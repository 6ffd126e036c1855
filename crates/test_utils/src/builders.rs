//! Test Data Builders
//!
//! Provides builder patterns for constructing test data with sensible defaults.
//! These builders allow tests to specify only the relevant fields while using
//! defaults for everything else.

use fake::faker::internet::en::SafeEmail;
use fake::faker::name::en::Name;
use fake::Fake;

use core_kernel::{BookingId, Money, ParticipantId, TourId, UserId};
use domain_payments::{
    Booking, BookingChannel, BookingStatus, Contact, Participation, ParticipationStatus, Payment,
    PaymentStatus,
};

use crate::fixtures::MoneyFixtures;

/// Builder for tour participations
pub struct ParticipationBuilder {
    id: ParticipantId,
    tour_id: TourId,
    tourist_id: UserId,
    organizer_id: UserId,
    status: ParticipationStatus,
    cost_per_person: Money,
    contact: Option<Contact>,
}

impl Default for ParticipationBuilder {
    fn default() -> Self {
        Self::new()
    }
}

impl ParticipationBuilder {
    /// Creates an approved participation on a fresh tour
    pub fn new() -> Self {
        Self {
            id: ParticipantId::new(),
            tour_id: TourId::new(),
            tourist_id: UserId::new(),
            organizer_id: UserId::new(),
            status: ParticipationStatus::Approved,
            cost_per_person: MoneyFixtures::tour_cost(),
            contact: None,
        }
    }

    pub fn with_tourist(mut self, id: UserId) -> Self {
        self.tourist_id = id;
        self
    }

    pub fn with_organizer(mut self, id: UserId) -> Self {
        self.organizer_id = id;
        self
    }

    pub fn with_status(mut self, status: ParticipationStatus) -> Self {
        self.status = status;
        self
    }

    /// Sets the seat price, which becomes the booking's due amount
    pub fn with_cost(mut self, cost: Money) -> Self {
        self.cost_per_person = cost;
        self
    }

    pub fn with_contact(mut self, contact: Contact) -> Self {
        self.contact = Some(contact);
        self
    }

    /// Builds the participation, inventing contact details if none were set
    pub fn build(self) -> Participation {
        let tourist_contact = self.contact.unwrap_or_else(|| Contact {
            name: Name().fake(),
            email: SafeEmail().fake(),
            phone: None,
        });

        Participation {
            id: self.id,
            tour_id: self.tour_id,
            tourist_id: self.tourist_id,
            organizer_id: self.organizer_id,
            status: self.status,
            cost_per_person: self.cost_per_person,
            tourist_contact,
        }
    }
}

/// Builder for bookings in an arbitrary state
///
/// `build` does not re-derive the status, so inconsistent rows can be
/// constructed on purpose.
pub struct BookingBuilder {
    booking: Booking,
}

impl BookingBuilder {
    /// Starts from a freshly opened online booking for `participation`
    pub fn for_participation(participation: &Participation) -> Self {
        Self {
            booking: Booking::open(participation, BookingChannel::Online),
        }
    }

    pub fn with_channel(mut self, channel: BookingChannel) -> Self {
        self.booking.payment_method = channel;
        self
    }

    /// Sets the paid amount and the status it implies
    pub fn with_paid(mut self, paid: Money) -> Self {
        self.booking.amount_paid = paid;
        self.booking.status = Booking::derive_status(&self.booking.amount_due, &paid);
        if self.booking.status == BookingStatus::Paid {
            self.booking.paid_at = Some(chrono::Utc::now());
        }
        self
    }

    /// Overrides the status without touching the amounts
    pub fn with_status(mut self, status: BookingStatus) -> Self {
        self.booking.status = status;
        self
    }

    pub fn build(self) -> Booking {
        self.booking
    }
}

/// Builder for payments against a booking
pub struct PaymentBuilder {
    payment: Payment,
}

impl PaymentBuilder {
    /// Starts from a `Processing` gateway payment
    pub fn gateway(booking_id: BookingId, amount: Money) -> Self {
        let mut payment = Payment::new_gateway(booking_id, amount, UserId::new());
        payment.transaction_id = Some(payment.gateway_reference());
        Self { payment }
    }

    /// Starts from a settled cash payment
    pub fn cash(booking_id: BookingId, amount: Money) -> Self {
        Self {
            payment: Payment::new_cash(booking_id, amount, UserId::new()),
        }
    }

    pub fn with_status(mut self, status: PaymentStatus) -> Self {
        self.payment.status = status;
        self
    }

    pub fn with_transaction_id(mut self, transaction_id: Option<&str>) -> Self {
        self.payment.transaction_id = transaction_id.map(str::to_string);
        self
    }

    pub fn with_created_by(mut self, user: UserId) -> Self {
        self.payment.created_by = user;
        self
    }

    pub fn build(self) -> Payment {
        self.payment
    }
}
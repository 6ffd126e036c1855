//! Domain Adapters
//!
//! This module provides adapter implementations for domain ports,
//! connecting domain interfaces to the PostgreSQL database layer.
//!
//! # Usage
//!
//! ```rust,ignore
//! use infra_db::adapters::PostgresLedgerStore;
//! use domain_payments::LedgerStore;
//!
//! let store: Arc<dyn LedgerStore> = Arc::new(PostgresLedgerStore::new(pool));
//! let mut tx = store.begin().await?;
//! let payment = tx.lock_payment(payment_id).await?;
//! ```

pub mod ledger;

pub use ledger::PostgresLedgerStore;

○ ○ ○ ○ ○

• Task to complete:
Looking at the data above, say how many lines include the string "Some" and add nothing.

• Result of the task:
3